INPUT DATA below:

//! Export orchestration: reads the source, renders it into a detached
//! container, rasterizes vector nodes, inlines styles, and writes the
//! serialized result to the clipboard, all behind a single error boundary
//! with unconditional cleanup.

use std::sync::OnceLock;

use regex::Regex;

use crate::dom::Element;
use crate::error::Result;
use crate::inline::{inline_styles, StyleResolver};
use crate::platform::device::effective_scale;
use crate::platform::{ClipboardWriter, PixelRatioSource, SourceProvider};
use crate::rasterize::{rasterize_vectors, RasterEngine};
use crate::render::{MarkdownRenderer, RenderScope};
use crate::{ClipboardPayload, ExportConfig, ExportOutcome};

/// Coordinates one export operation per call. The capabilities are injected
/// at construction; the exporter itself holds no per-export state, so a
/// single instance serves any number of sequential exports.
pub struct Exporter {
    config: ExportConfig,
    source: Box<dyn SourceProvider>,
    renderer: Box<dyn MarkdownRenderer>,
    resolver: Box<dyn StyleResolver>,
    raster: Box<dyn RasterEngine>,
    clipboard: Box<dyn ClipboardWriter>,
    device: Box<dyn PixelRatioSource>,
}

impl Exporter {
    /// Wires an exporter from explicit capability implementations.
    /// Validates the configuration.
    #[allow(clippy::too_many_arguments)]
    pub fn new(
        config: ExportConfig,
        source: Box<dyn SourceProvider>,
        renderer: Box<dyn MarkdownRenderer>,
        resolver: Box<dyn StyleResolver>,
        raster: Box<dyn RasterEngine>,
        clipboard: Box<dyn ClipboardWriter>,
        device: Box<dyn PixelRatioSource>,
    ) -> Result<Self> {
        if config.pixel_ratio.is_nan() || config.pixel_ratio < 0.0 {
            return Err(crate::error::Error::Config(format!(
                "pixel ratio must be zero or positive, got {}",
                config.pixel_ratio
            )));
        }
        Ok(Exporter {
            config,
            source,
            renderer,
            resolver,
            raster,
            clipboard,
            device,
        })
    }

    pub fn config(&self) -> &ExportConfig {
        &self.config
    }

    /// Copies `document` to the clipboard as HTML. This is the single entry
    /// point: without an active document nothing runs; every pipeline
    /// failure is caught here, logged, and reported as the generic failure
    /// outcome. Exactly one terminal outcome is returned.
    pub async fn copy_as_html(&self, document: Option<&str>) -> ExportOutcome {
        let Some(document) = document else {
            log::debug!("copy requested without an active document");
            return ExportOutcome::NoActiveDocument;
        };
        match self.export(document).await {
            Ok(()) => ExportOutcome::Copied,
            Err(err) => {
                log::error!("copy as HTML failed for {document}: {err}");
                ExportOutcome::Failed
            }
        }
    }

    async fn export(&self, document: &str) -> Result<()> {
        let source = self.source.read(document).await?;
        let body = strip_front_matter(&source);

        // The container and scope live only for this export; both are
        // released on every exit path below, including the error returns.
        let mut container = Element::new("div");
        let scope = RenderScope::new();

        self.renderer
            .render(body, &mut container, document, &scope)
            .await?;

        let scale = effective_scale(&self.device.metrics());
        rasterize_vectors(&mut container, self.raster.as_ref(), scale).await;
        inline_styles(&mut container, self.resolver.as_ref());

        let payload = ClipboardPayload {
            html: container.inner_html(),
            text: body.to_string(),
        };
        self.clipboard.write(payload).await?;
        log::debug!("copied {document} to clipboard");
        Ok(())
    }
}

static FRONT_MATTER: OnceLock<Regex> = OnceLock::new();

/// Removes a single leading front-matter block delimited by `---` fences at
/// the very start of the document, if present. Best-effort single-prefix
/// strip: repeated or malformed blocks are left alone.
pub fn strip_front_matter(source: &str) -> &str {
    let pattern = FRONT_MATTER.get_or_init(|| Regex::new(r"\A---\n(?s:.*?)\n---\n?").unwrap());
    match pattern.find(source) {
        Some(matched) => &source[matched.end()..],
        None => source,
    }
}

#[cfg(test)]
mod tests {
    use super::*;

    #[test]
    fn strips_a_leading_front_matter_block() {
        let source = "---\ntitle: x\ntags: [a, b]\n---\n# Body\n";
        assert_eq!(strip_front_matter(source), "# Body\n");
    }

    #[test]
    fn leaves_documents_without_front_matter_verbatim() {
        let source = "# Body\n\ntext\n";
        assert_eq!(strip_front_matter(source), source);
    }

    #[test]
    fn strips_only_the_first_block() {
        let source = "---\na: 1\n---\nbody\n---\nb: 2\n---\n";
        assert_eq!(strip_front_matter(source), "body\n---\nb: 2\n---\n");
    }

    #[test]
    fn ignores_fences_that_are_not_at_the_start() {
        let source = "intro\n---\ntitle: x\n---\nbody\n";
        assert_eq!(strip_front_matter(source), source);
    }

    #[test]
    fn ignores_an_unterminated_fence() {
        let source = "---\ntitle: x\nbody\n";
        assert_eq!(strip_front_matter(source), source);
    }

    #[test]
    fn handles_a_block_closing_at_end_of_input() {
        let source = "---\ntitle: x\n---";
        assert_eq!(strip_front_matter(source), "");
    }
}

End of INPUT DATA.

YOUR TASK >>
Type out the entries exactly as they appear above.

TASK RESULT >>
//! Export orchestration: reads the source, renders it into a detached
//! container, rasterizes vector nodes, inlines styles, and writes the
//! serialized result to the clipboard, all behind a single error boundary
//! with unconditional cleanup.

use std::sync::OnceLock;

use regex::Regex;

use crate::dom::Element;
use crate::error::Result;
use crate::inline::{inline_styles, StyleResolver};
use crate::platform::device::effective_scale;
use crate::platform::{ClipboardWriter, PixelRatioSource, SourceProvider};
use crate::rasterize::{rasterize_vectors, RasterEngine};
use crate::render::{MarkdownRenderer, RenderScope};
use crate::{ClipboardPayload, ExportConfig, ExportOutcome};

/// Coordinates one export operation per call. The capabilities are injected
/// at construction; the exporter itself holds no per-export state, so a
/// single instance serves any number of sequential exports.
pub struct Exporter {
    config: ExportConfig,
    source: Box<dyn SourceProvider>,
    renderer: Box<dyn MarkdownRenderer>,
    resolver: Box<dyn StyleResolver>,
    raster: Box<dyn RasterEngine>,
    clipboard: Box<dyn ClipboardWriter>,
    device: Box<dyn PixelRatioSource>,
}

impl Exporter {
    /// Wires an exporter from explicit capability implementations.
    /// Validates the configuration.
    #[allow(clippy::too_many_arguments)]
    pub fn new(
        config: ExportConfig,
        source: Box<dyn SourceProvider>,
        renderer: Box<dyn MarkdownRenderer>,
        resolver: Box<dyn StyleResolver>,
        raster: Box<dyn RasterEngine>,
        clipboard: Box<dyn ClipboardWriter>,
        device: Box<dyn PixelRatioSource>,
    ) -> Result<Self> {
        if config.pixel_ratio.is_nan() || config.pixel_ratio < 0.0 {
            return Err(crate::error::Error::Config(format!(
                "pixel ratio must be zero or positive, got {}",
                config.pixel_ratio
            )));
        }
        Ok(Exporter {
            config,
            source,
            renderer,
            resolver,
            raster,
            clipboard,
            device,
        })
    }

    pub fn config(&self) -> &ExportConfig {
        &self.config
    }

    /// Copies `document` to the clipboard as HTML. This is the single entry
    /// point: without an active document nothing runs; every pipeline
    /// failure is caught here, logged, and reported as the generic failure
    /// outcome. Exactly one terminal outcome is returned.
    pub async fn copy_as_html(&self, document: Option<&str>) -> ExportOutcome {
        let Some(document) = document else {
            log::debug!("copy requested without an active document");
            return ExportOutcome::NoActiveDocument;
        };
        match self.export(document).await {
            Ok(()) => ExportOutcome::Copied,
            Err(err) => {
                log::error!("copy as HTML failed for {document}: {err}");
                ExportOutcome::Failed
            }
        }
    }

    async fn export(&self, document: &str) -> Result<()> {
        let source = self.source.read(document).await?;
        let body = strip_front_matter(&source);

        // The container and scope live only for this export; both are
        // released on every exit path below, including the error returns.
        let mut container = Element::new("div");
        let scope = RenderScope::new();

        self.renderer
            .render(body, &mut container, document, &scope)
            .await?;

        let scale = effective_scale(&self.device.metrics());
        rasterize_vectors(&mut container, self.raster.as_ref(), scale).await;
        inline_styles(&mut container, self.resolver.as_ref());

        let payload = ClipboardPayload {
            html: container.inner_html(),
            text: body.to_string(),
        };
        self.clipboard.write(payload).await?;
        log::debug!("copied {document} to clipboard");
        Ok(())
    }
}

static FRONT_MATTER: OnceLock<Regex> = OnceLock::new();

/// Removes a single leading front-matter block delimited by `---` fences at
/// the very start of the document, if present. Best-effort single-prefix
/// strip: repeated or malformed blocks are left alone.
pub fn strip_front_matter(source: &str) -> &str {
    let pattern = FRONT_MATTER.get_or_init(|| Regex::new(r"\A---\n(?s:.*?)\n---\n?").unwrap());
    match pattern.find(source) {
        Some(matched) => &source[matched.end()..],
        None => source,
    }
}

#[cfg(test)]
mod tests {
    use super::*;

    #[test]
    fn strips_a_leading_front_matter_block() {
        let source = "---\ntitle: x\ntags: [a, b]\n---\n# Body\n";
        assert_eq!(strip_front_matter(source), "# Body\n");
    }

    #[test]
    fn leaves_documents_without_front_matter_verbatim() {
        let source = "# Body\n\ntext\n";
        assert_eq!(strip_front_matter(source), source);
    }

    #[test]
    fn strips_only_the_first_block() {
        let source = "---\na: 1\n---\nbody\n---\nb: 2\n---\n";
        assert_eq!(strip_front_matter(source), "body\n---\nb: 2\n---\n");
    }

    #[test]
    fn ignores_fences_that_are_not_at_the_start() {
        let source = "intro\n---\ntitle: x\n---\nbody\n";
        assert_eq!(strip_front_matter(source), source);
    }

    #[test]
    fn ignores_an_unterminated_fence() {
        let source = "---\ntitle: x\nbody\n";
        assert_eq!(strip_front_matter(source), source);
    }

    #[test]
    fn handles_a_block_closing_at_end_of_input() {
        let source = "---\ntitle: x\n---";
        assert_eq!(strip_front_matter(source), "");
    }
}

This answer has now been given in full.